7. Ott. 1821.
[1860,1] Ho detto pp. 1548-51 che l'immaginazione può risorgere o durare
anche ne' vecchi e disingannati. Aggiungo che l'immaginazione e il piacere che
ne deriva, consistendo in gran parte nelle rimembranze, lo stesso aver perduto
l'abito della continua immaginativa, contribuisce ad accrescere il piacere delle
rimembranze, giacch'elle, se fossero presenti ed abituali, 1. non sarebbero, o
sarebbero meno rimembranze, 2. non sarebbero così dilettevoli, perchè il
presente non illude mai, bensì il lontano, e quanto è più lontano. Onde non è
dubbio che le immagini della vita degli antichi, non riescano più dilettevoli a
noi per cui sono rimembranze lontanissime, che agli stessi antichi per cui erano
o presenze, o ricordanze poco lontane. Del resto la rimembranza quanto più è
lontana, e meno abituale, tanto più innalza, stringe, addolora dolcemente,
diletta
1861 l'anima, e fa più viva, energica,
profonda, sensibile, e fruttuosa
impressione, perch'essendo più lontana, è più sottoposta all'illusione; e non
essendo abituale nè essa individualmente, nè nel suo genere, va esente
dall'influenza dell'assuefazione che indebolisce ogni sensazione. Ciò che dico
dell'immaginativa, si può applicare alla sensibilità.
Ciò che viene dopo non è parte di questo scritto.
//! Checkpoint payload types.
//!
//! These types describe what has been handed out per claim: the prepared
//! devices, their CDI ids and the container edits injected for them. They
//! serialize to the CDI JSON field names so the same values can be written
//! into spec files unchanged.

use std::collections::BTreeMap;

use serde::{Deserialize, Serialize};
use sha2::{Digest, Sha256};

use crate::error::{CheckpointError, CheckpointResult};

/// Claim UID → devices prepared for that claim.
pub type PreparedClaims = BTreeMap<String, Vec<PreparedDevice>>;

// ── Container edits ────────────────────────────────────────────────

/// Edits applied to a container that is granted a device.
#[derive(Debug, Clone, Default, PartialEq, Eq, Serialize, Deserialize)]
#[serde(rename_all = "camelCase")]
pub struct ContainerEdits {
    #[serde(default, skip_serializing_if = "Vec::is_empty")]
    pub env: Vec<String>,
    #[serde(default, skip_serializing_if = "Vec::is_empty")]
    pub device_nodes: Vec<DeviceNode>,
    #[serde(default, skip_serializing_if = "Vec::is_empty")]
    pub mounts: Vec<Mount>,
    #[serde(default, skip_serializing_if = "Vec::is_empty")]
    pub hooks: Vec<Hook>,
}

impl ContainerEdits {
    pub fn from_env(env: Vec<String>) -> Self {
        Self {
            env,
            ..Self::default()
        }
    }

    /// Append every edit of `other`.
    pub fn append(&mut self, other: &ContainerEdits) {
        self.env.extend(other.env.iter().cloned());
        self.device_nodes.extend(other.device_nodes.iter().cloned());
        self.mounts.extend(other.mounts.iter().cloned());
        self.hooks.extend(other.hooks.iter().cloned());
    }

    pub fn is_empty(&self) -> bool {
        self.env.is_empty()
            && self.device_nodes.is_empty()
            && self.mounts.is_empty()
            && self.hooks.is_empty()
    }
}

#[derive(Debug, Clone, PartialEq, Eq, Serialize, Deserialize)]
#[serde(rename_all = "camelCase")]
pub struct DeviceNode {
    pub path: String,
    #[serde(default, skip_serializing_if = "Option::is_none")]
    pub host_path: Option<String>,
    #[serde(default, skip_serializing_if = "Option::is_none")]
    pub permissions: Option<String>,
}

#[derive(Debug, Clone, PartialEq, Eq, Serialize, Deserialize)]
#[serde(rename_all = "camelCase")]
pub struct Mount {
    pub host_path: String,
    pub container_path: String,
    #[serde(default, skip_serializing_if = "Vec::is_empty")]
    pub options: Vec<String>,
}

#[derive(Debug, Clone, PartialEq, Eq, Serialize, Deserialize)]
#[serde(rename_all = "camelCase")]
pub struct Hook {
    pub hook_name: String,
    pub path: String,
    #[serde(default, skip_serializing_if = "Vec::is_empty")]
    pub args: Vec<String>,
    #[serde(default, skip_serializing_if = "Vec::is_empty")]
    pub env: Vec<String>,
}

// ── Prepared devices ───────────────────────────────────────────────

/// Marks a prepared device as backed by a slice of the partition manager.
#[derive(Debug, Clone, PartialEq, Eq, Serialize, Deserialize)]
#[serde(rename_all = "camelCase")]
pub struct SliceGrant {
    /// Template the slice was carved with; `None` for whole-card use.
    pub template_name: Option<String>,
}

/// One device handed out for one request of a claim.
#[derive(Debug, Clone, PartialEq, Eq, Serialize, Deserialize)]
#[serde(rename_all = "camelCase")]
pub struct PreparedDevice {
    pub request_name: String,
    pub pool_name: String,
    pub device_name: String,
    #[serde(rename = "cdiDeviceIDs")]
    pub cdi_device_ids: Vec<String>,
    pub container_edits: ContainerEdits,
    /// Present when the device came out of the partition manager and must
    /// be released there on unprepare.
    #[serde(default, skip_serializing_if = "Option::is_none")]
    pub slice: Option<SliceGrant>,
}

// ── Checkpoint ─────────────────────────────────────────────────────

/// Version 1 checkpoint payload.
#[derive(Debug, Clone, Default, PartialEq, Eq, Serialize, Deserialize)]
#[serde(rename_all = "camelCase")]
pub struct CheckpointV1 {
    #[serde(default)]
    pub prepared_claims: PreparedClaims,
    /// Logical index → next slice index per card. Slice ids below the
    /// counter have been published and must not be handed out again.
    #[serde(default, skip_serializing_if = "BTreeMap::is_empty")]
    pub slice_counters: BTreeMap<u32, u32>,
}

/// The versioned checkpoint. Only `v1` exists today.
#[derive(Debug, Clone, Default, PartialEq, Eq)]
pub struct Checkpoint {
    pub v1: CheckpointV1,
}

#[derive(Serialize)]
struct EnvelopeRef<'a> {
    checksum: String,
    v1: &'a CheckpointV1,
}

#[derive(Deserialize)]
struct Envelope {
    checksum: String,
    v1: CheckpointV1,
}

impl Checkpoint {
    pub fn new() -> Self {
        Self::default()
    }

    pub fn prepared_claims(&self) -> &PreparedClaims {
        &self.v1.prepared_claims
    }

    pub fn prepared_claims_mut(&mut self) -> &mut PreparedClaims {
        &mut self.v1.prepared_claims
    }

    pub fn slice_counters(&self) -> &BTreeMap<u32, u32> {
        &self.v1.slice_counters
    }

    pub fn set_slice_counters(&mut self, counters: BTreeMap<u32, u32>) {
        self.v1.slice_counters = counters;
    }

    /// Serialize with a fresh checksum.
    pub fn marshal(&self) -> CheckpointResult<Vec<u8>> {
        let envelope = EnvelopeRef {
            checksum: checksum(&self.v1)?,
            v1: &self.v1,
        };
        serde_json::to_vec(&envelope).map_err(|e| CheckpointError::Serialize(e.to_string()))
    }

    /// Deserialize and verify the checksum.
    pub fn unmarshal(key: &str, bytes: &[u8]) -> CheckpointResult<Self> {
        let envelope: Envelope =
            serde_json::from_slice(bytes).map_err(|e| CheckpointError::Deserialize(e.to_string()))?;
        if checksum(&envelope.v1)? != envelope.checksum {
            return Err(CheckpointError::Corrupt {
                key: key.to_string(),
            });
        }
        Ok(Self { v1: envelope.v1 })
    }
}

/// Hex SHA-256 of the payload's JSON encoding. Claims are kept in a
/// `BTreeMap` so the encoding is stable.
fn checksum(v1: &CheckpointV1) -> CheckpointResult<String> {
    let bytes = serde_json::to_vec(v1).map_err(|e| CheckpointError::Serialize(e.to_string()))?;
    Ok(hex::encode(Sha256::digest(&bytes)))
}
Certo è però che tali
lontane rimembranze, quanto dolci, tanto separate dalla nostra vita presente, e
di genere contrario a quello delle nostre sensazioni abituali, ispirando della
poesia ec. non ponno ispirare che poesia malinconica, come è naturale,
trattandosi di ciò che si è perduto; all'opposto degli antichi a cui tali
immagini, poteano ben far minore effetto a causa dell'abitudine, ma erano sempre
proprie, presenti, si rinnovavano tuttogiorno, nè mai si consideravano come cose
perdute, o riconosciute per vane; quindi la loro poesia dovea esser lieta, come
quella che verteva sopra dei beni e delle dolcezze da
1862 loro ancor possedute, e senza timore. (7. Ott.
1821.).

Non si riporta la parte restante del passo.